(Source records)
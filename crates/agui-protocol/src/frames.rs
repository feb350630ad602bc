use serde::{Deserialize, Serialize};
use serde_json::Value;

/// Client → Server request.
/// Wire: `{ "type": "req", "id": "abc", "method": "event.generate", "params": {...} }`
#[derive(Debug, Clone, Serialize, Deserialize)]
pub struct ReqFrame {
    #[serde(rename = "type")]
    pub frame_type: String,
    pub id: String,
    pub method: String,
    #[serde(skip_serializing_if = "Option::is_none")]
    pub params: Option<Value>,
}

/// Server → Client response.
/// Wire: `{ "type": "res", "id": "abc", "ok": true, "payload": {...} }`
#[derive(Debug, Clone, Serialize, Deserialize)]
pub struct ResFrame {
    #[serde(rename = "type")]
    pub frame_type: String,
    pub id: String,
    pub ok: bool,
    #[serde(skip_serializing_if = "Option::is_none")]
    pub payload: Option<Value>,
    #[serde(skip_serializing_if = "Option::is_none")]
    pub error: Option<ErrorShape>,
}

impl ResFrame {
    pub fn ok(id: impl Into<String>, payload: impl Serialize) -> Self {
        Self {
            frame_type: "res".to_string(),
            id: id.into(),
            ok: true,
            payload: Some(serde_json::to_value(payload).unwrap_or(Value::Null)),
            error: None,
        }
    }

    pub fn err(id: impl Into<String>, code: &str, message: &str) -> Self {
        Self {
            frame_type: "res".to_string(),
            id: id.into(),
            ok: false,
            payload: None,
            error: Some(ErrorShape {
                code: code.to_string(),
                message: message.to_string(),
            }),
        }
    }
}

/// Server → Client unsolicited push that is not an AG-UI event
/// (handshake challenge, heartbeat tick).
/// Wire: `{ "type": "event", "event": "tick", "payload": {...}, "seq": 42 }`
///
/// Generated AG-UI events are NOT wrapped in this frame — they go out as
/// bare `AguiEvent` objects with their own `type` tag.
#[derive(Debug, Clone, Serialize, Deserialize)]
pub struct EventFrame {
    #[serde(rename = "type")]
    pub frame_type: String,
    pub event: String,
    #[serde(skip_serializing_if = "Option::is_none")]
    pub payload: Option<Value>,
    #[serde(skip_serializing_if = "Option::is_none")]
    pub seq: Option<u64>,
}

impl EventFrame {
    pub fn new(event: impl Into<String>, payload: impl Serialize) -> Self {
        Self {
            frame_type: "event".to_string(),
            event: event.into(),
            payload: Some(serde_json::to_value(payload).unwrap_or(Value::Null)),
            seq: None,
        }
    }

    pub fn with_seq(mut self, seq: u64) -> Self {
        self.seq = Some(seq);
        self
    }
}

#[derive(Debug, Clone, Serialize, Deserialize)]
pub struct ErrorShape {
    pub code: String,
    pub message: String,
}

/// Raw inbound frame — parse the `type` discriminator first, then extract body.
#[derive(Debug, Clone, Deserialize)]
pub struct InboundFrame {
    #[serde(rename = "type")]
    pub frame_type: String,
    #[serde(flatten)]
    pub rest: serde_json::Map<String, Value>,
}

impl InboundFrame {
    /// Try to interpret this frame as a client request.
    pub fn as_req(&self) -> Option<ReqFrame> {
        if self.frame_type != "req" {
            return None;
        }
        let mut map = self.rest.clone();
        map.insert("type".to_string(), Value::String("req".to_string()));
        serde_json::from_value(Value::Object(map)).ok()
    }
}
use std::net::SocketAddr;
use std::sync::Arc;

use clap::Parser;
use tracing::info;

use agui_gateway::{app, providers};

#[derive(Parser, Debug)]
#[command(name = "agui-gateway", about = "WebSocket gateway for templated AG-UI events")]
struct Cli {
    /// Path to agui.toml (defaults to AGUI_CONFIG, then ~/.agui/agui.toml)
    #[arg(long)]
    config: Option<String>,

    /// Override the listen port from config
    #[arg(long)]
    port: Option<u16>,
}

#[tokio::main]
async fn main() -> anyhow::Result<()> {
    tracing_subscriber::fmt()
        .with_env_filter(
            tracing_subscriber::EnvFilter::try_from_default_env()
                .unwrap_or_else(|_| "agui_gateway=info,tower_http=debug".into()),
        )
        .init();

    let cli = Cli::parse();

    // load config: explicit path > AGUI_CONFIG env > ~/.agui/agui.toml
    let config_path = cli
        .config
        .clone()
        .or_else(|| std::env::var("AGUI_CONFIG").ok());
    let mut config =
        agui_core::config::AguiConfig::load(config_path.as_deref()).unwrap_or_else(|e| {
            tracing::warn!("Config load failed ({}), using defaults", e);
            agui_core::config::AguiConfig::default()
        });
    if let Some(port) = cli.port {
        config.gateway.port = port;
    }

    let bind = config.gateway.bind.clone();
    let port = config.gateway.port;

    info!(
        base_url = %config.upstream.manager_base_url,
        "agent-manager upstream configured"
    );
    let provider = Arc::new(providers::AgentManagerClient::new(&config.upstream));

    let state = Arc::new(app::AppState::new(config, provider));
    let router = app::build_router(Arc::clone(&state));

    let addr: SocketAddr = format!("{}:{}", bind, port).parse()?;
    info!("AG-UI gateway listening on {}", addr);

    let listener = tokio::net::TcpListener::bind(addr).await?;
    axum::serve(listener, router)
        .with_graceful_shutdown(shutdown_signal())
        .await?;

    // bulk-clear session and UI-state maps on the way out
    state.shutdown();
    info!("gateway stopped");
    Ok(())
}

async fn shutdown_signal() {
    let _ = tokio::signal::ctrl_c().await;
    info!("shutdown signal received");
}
==
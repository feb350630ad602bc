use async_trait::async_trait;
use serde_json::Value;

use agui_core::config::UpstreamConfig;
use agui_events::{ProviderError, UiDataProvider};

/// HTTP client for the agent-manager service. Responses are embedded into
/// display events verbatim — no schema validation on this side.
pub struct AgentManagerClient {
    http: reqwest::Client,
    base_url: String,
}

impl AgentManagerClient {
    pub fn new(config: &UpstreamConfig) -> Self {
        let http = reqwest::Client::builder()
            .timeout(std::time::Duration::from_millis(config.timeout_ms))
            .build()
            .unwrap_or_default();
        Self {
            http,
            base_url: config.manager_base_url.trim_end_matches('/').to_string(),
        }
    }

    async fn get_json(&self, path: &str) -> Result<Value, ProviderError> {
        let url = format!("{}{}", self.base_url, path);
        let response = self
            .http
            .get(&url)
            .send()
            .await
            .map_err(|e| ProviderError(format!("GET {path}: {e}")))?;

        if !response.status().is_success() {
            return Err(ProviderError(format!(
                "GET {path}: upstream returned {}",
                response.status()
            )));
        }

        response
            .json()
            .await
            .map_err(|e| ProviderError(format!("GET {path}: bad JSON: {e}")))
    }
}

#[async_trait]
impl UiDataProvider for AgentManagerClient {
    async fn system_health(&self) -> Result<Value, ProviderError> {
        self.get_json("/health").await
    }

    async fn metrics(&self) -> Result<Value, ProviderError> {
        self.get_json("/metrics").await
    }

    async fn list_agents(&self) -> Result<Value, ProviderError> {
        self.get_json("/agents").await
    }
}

▶ _Instructions for the task_:
Report how many lines of the data above include "format", giving the number and no other words.

▶ _Task output_:
5